Come «costruire» un Campione. Le rivelazioni del performance coach di Max Verstapoen
26/08/2025 14:00:00 Tempo di lettura: 5 minuti

Se pensi a Max Verstappen, nel 99% dei casi immagini e descrivi la figura di un talento naturale, nato per correre e destinato a vincere, uno dei pochi eletti che hanno ricevuto il "dono" della velocità, e non per niente accostato a Senna, o Schumacher, ma anche Fangio o Ascari.

La narrativa comune ne associa il successo al DNA (mamma e papà sono stati grandi piloti), o comunque al contesto che lo ha portato naturalmente a vivere la pista fin da bambino. Ma l’intervista rilasciata dal suo ex performance coach Bradley Scanes al podcast High Performance apre a nuovi punti di vista: il quattro volte campione del mondo è in realtà il "prodotto" di un lavoro metodico, di una disciplina costante e di una capacità mentale fuori dal comune, alimentata fin da piccolo dal padre e poi raffinata tramite continuo esercizio.

Scanes, che ha seguito Verstappen dal 2020 al 2023, nel pieno della sua ascesa, ha raccontato come la loro collaborazione sia nata quasi per caso e si sia poi trasformata in un rapporto più profondo anche dal punto di vista umano. «Max non cercava soltanto un allenatore, ma una persona di fiducia, qualcuno che fosse al suo fianco in ogni situazione», spiega l’inglese.

Gli aneddoti non mancano: dalla preparazione per il GP dell’Arabia Saudita 2021, quando Verstappen si procurò da solo un simulatore del tracciato, fino al weekend di Abu Dhabi dello stesso anno, in cui il pilota olandese mostrò una calma glaciale pur trovandosi sotto una pressione immensa. «Abbiamo lavorato su un concetto chiave: non serve vincere ogni gara, ma pensare sempre in ottica campionato», racconta Scanes, ricordando la trasformazione mentale che portò Verstappen al suo primo titolo mondiale.

 

Cosa rende Max così speciale?

Il coach sottolinea anche come Verstappen sappia “accendere l’interruttore” al momento giusto: rilassato fuori dalla pista, capace però di entrare in una concentrazione assoluta non appena sale in macchina. «Detesta allenarsi, ma quando lo fa è con un’intensità incredibile. È ossessionato dai dettagli: ascolta i rumori delle auto, studia le telemetrie, memorizza feedback che agli altri sfuggono», rivela.

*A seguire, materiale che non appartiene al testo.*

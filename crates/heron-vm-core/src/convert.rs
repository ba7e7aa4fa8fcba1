//! Type coercions and comparisons (ECMA-262 §7.1, §7.2)
//!
//! Conversions that may reach an object run user `valueOf`/`toString`
//! methods and therefore take the context and return `VmResult`.

use std::sync::Arc;

use crate::context::Context;
use crate::error::VmResult;
use crate::object::{JsObject, ObjectKind, PropertyKey};
use crate::value::Value;

/// Preferred type for [`to_primitive`]
#[derive(Debug, Clone, Copy, PartialEq, Eq)]
pub enum Hint {
    /// No preference (`+`, `==`)
    Default,
    /// Numeric context
    Number,
    /// String context
    String,
}

/// ToBoolean
pub fn to_boolean(value: &Value) -> bool {
    match value {
        Value::Undefined | Value::Null => false,
        Value::Boolean(b) => *b,
        Value::Number(n) => *n != 0.0 && !n.is_nan(),
        Value::String(s) => !s.is_empty(),
        Value::Object(_) => true,
    }
}

/// ToPrimitive: try `valueOf`/`toString` in hint order, then fall back to
/// the built-in string form of the object
pub fn to_primitive(ctx: &mut Context, value: &Value, hint: Hint) -> VmResult<Value> {
    let Value::Object(obj) = value else {
        return Ok(value.clone());
    };
    let order = match hint {
        Hint::String => ["toString", "valueOf"],
        Hint::Default | Hint::Number => ["valueOf", "toString"],
    };
    for name in order {
        let method = obj.get(&PropertyKey::from(name));
        if method.is_callable() {
            let result = ctx.call(&method, value.clone(), &[])?;
            if !matches!(result, Value::Object(_)) {
                return Ok(result);
            }
        }
    }
    let mut seen = Vec::new();
    Ok(Value::String(default_string(ctx, obj, &mut seen)?))
}

/// String form of an object with no user conversion methods
fn default_string(
    ctx: &mut Context,
    obj: &Arc<JsObject>,
    seen: &mut Vec<*const JsObject>,
) -> VmResult<Arc<str>> {
    Ok(match obj.kind() {
        ObjectKind::Array(_) => {
            let ptr = Arc::as_ptr(obj);
            if seen.contains(&ptr) {
                return Ok(Arc::from(""));
            }
            seen.push(ptr);
            let elements = obj.elements().unwrap_or_default();
            let mut out = String::new();
            for (i, element) in elements.iter().enumerate() {
                if i > 0 {
                    out.push(',');
                }
                match element {
                    Value::Undefined | Value::Null => {}
                    Value::Object(inner) if inner.is_array() => {
                        out.push_str(&default_string(ctx, inner, seen)?)
                    }
                    other => out.push_str(&to_string(ctx, other)?),
                }
            }
            seen.pop();
            Arc::from(out)
        }
        ObjectKind::Error => {
            let name = obj.get(&PropertyKey::from("name"));
            let name = match name {
                Value::Undefined => Arc::from("Error"),
                other => to_string(ctx, &other)?,
            };
            let message = match obj.get(&PropertyKey::from("message")) {
                Value::Undefined => Arc::from(""),
                other => to_string(ctx, &other)?,
            };
            if message.is_empty() {
                name
            } else if name.is_empty() {
                message
            } else {
                Arc::from(format!("{}: {}", name, message))
            }
        }
        ObjectKind::RegExp => {
            let source = obj.get(&PropertyKey::from("source"));
            let flags = obj.get(&PropertyKey::from("flags"));
            Arc::from(format!(
                "/{}/{}",
                source.as_str().unwrap_or("(?:)"),
                flags.as_str().unwrap_or("")
            ))
        }
        ObjectKind::Function(closure) => Arc::from(format!(
            "function {}() {{ [code] }}",
            closure.unit.name.as_deref().unwrap_or("")
        )),
        ObjectKind::Native(native) => {
            Arc::from(format!("function {}() {{ [native code] }}", native.name))
        }
        ObjectKind::Ordinary => Arc::from("[object Object]"),
    })
}

/// ToNumber
pub fn to_number(ctx: &mut Context, value: &Value) -> VmResult<f64> {
    Ok(match value {
        Value::Number(n) => *n,
        Value::Object(_) => {
            let prim = to_primitive(ctx, value, Hint::Number)?;
            primitive_to_number(&prim)
        }
        other => primitive_to_number(other),
    })
}

/// ToNumber of a value known not to be an object
pub fn primitive_to_number(value: &Value) -> f64 {
    match value {
        Value::Undefined => f64::NAN,
        Value::Null => 0.0,
        Value::Boolean(b) => f64::from(u8::from(*b)),
        Value::Number(n) => *n,
        Value::String(s) => string_to_number(s),
        Value::Object(_) => f64::NAN,
    }
}

/// StringToNumber: decimal, hex and `Infinity` literals; anything else is NaN
pub fn string_to_number(s: &str) -> f64 {
    let s = s.trim();
    if s.is_empty() {
        return 0.0;
    }
    if let Some(hex) = s.strip_prefix("0x").or_else(|| s.strip_prefix("0X")) {
        return u64::from_str_radix(hex, 16).map_or(f64::NAN, |n| n as f64);
    }
    let unsigned = s.strip_prefix(['+', '-']).unwrap_or(s);
    if unsigned == "Infinity" {
        return if s.starts_with('-') {
            f64::NEG_INFINITY
        } else {
            f64::INFINITY
        };
    }
    // Rust's parser also accepts "inf" and "nan"
    if !unsigned
        .bytes()
        .all(|b| b.is_ascii_digit() || matches!(b, b'.' | b'e' | b'E' | b'+' | b'-'))
    {
        return f64::NAN;
    }
    s.parse::<f64>().unwrap_or(f64::NAN)
}

/// ToString
pub fn to_string(ctx: &mut Context, value: &Value) -> VmResult<Arc<str>> {
    Ok(match value {
        Value::String(s) => s.clone(),
        Value::Object(_) => {
            let prim = to_primitive(ctx, value, Hint::String)?;
            primitive_to_string(&prim)
        }
        other => primitive_to_string(other),
    })
}

/// ToString of a value known not to be an object
pub fn primitive_to_string(value: &Value) -> Arc<str> {
    match value {
        Value::Undefined => Arc::from("undefined"),
        Value::Null => Arc::from("null"),
        Value::Boolean(true) => Arc::from("true"),
        Value::Boolean(false) => Arc::from("false"),
        Value::Number(n) => Arc::from(number_to_string(*n)),
        Value::String(s) => s.clone(),
        Value::Object(_) => Arc::from("[object Object]"),
    }
}

/// String form of a value for diagnostics; never fails
pub fn describe(ctx: &mut Context, value: &Value) -> String {
    match to_string(ctx, value) {
        Ok(s) => s.to_string(),
        Err(_) => format!("[{}]", value.type_of()),
    }
}

/// Number::toString(10)
pub fn number_to_string(n: f64) -> String {
    if n.is_nan() {
        return "NaN".into();
    }
    if n.is_infinite() {
        return if n > 0.0 { "Infinity" } else { "-Infinity" }.into();
    }
    if n == 0.0 {
        return "0".into();
    }
    let abs = n.abs();
    if n.fract() == 0.0 && abs < 1e21 {
        return format!("{:.0}", n);
    }
    if (1e-6..1e21).contains(&abs) {
        return format!("{}", n);
    }
    // Exponent form: "1e21" -> "1e+21", "1.5e-7" stays
    let s = format!("{:e}", n);
    match s.find('e') {
        Some(pos) if !s[pos + 1..].starts_with('-') => {
            format!("{}e+{}", &s[..pos], &s[pos + 1..])
        }
        _ => s,
    }
}

/// ToInt32
pub fn to_int32(n: f64) -> i32 {
    to_uint32(n) as i32
}

/// ToUint32
pub fn to_uint32(n: f64) -> u32 {
    if !n.is_finite() {
        return 0;
    }
    n.trunc().rem_euclid(4_294_967_296.0) as u32
}

/// Property key for a computed member access
pub fn to_property_key(ctx: &mut Context, value: &Value) -> VmResult<PropertyKey> {
    if let Value::Number(n) = value
        && *n >= 0.0
        && *n < u32::MAX as f64
        && n.fract() == 0.0
    {
        return Ok(PropertyKey::Index(*n as u32));
    }
    Ok(PropertyKey::string(&to_string(ctx, value)?))
}

/// Abstract equality (`==`)
pub fn loose_equals(ctx: &mut Context, a: &Value, b: &Value) -> VmResult<bool> {
    Ok(match (a, b) {
        (Value::Undefined | Value::Null, Value::Undefined | Value::Null) => true,
        (Value::Undefined | Value::Null, _) | (_, Value::Undefined | Value::Null) => false,
        (Value::Number(x), Value::String(s)) | (Value::String(s), Value::Number(x)) => {
            *x == string_to_number(s)
        }
        (Value::Boolean(x), other) | (other, Value::Boolean(x)) => {
            let x = Value::Number(f64::from(u8::from(*x)));
            return loose_equals(ctx, &x, other);
        }
        (Value::Object(_), Value::Number(_) | Value::String(_)) => {
            let prim = to_primitive(ctx, a, Hint::Default)?;
            return loose_equals(ctx, &prim, b);
        }
        (Value::Number(_) | Value::String(_), Value::Object(_)) => {
            let prim = to_primitive(ctx, b, Hint::Default)?;
            return loose_equals(ctx, a, &prim);
        }
        _ => a == b,
    })
}

/// Abstract relational comparison `a < b`; `None` when either side is NaN.
///
/// Both operands are converted, left first, before comparing.
pub fn less_than(ctx: &mut Context, a: &Value, b: &Value) -> VmResult<Option<bool>> {
    let pa = to_primitive(ctx, a, Hint::Number)?;
    let pb = to_primitive(ctx, b, Hint::Number)?;
    Ok(primitive_less_than(&pa, &pb))
}

/// `a < b` for primitives; `None` when either side is NaN
pub fn primitive_less_than(a: &Value, b: &Value) -> Option<bool> {
    if let (Value::String(x), Value::String(y)) = (a, b) {
        return Some(x.encode_utf16().lt(y.encode_utf16()));
    }
    let x = primitive_to_number(a);
    let y = primitive_to_number(b);
    if x.is_nan() || y.is_nan() {
        None
    } else {
        Some(x < y)
    }
}

/// The `+` operator
pub fn add(ctx: &mut Context, a: &Value, b: &Value) -> VmResult<Value> {
    if let (Value::Number(x), Value::Number(y)) = (a, b) {
        return Ok(Value::Number(x + y));
    }
    let pa = to_primitive(ctx, a, Hint::Default)?;
    let pb = to_primitive(ctx, b, Hint::Default)?;
    if matches!(pa, Value::String(_)) || matches!(pb, Value::String(_)) {
        let mut s = primitive_to_string(&pa).to_string();
        s.push_str(&primitive_to_string(&pb));
        return Ok(Value::from(s));
    }
    Ok(Value::Number(primitive_to_number(&pa) + primitive_to_number(&pb)))
}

Non meno importante il lato umano: Scanes ha svolto un ruolo da collante tra Max e il team. Un lavoro fatto di dettagli ed attenzione anche per il lavoro degli altri, che si concretizza nel fermarsi ai box in ogni occasione per analizzare i dati insieme a meccanici ed ingegneri, senza cercare scuse nei momenti difficili rimanendo sempre e comunque brutalmente sincero. L’addio a fine 2023 fu carico di emozione, con un abbraccio sul grid di Abu Dhabi che sancì la fine di una parentesi intensa e vincente. «È stato doloroso, ma necessario. Avevo bisogno di stare con la mia famiglia», ha spiegato.

Ogni stagione con Verstappen, rivela Scanes, aveva un motto: nel 2020 «Cosa serve per vincere un mondiale?»; nel 2021 «La costanza distingue i buoni dai grandi»; nel 2022 «Non si vince nel momento, ma nei mesi e anni di lavoro che lo precedono». Una filosofia che ben descrive il metodo e la mentalità di un campione che, pur odiando la palestra, ha fatto della precisione e della resilienza i suoi strumenti migliori.

Secondo Scanes, il futuro di Verstappen resta un punto interrogativo. «Max è leale, ma fino a un certo punto. Se la Red Bull non sarà competitiva nel 2026, non è escluso un addio». Ma per ora il legame con la scuderia che lo ha lanciato resta fortissimo.

Questa intervista restituisce un Verstappen diverso dall’immagine più banale con cui spesso viene associato. Un pilota non solo rapido e aggressivo, ma anche calcolatore, sensibile e consapevole di quanto il lavoro mentale sia decisivo. E secondo voi siamo di fronte al talento puro o al prototipo del campione costruito con metodo?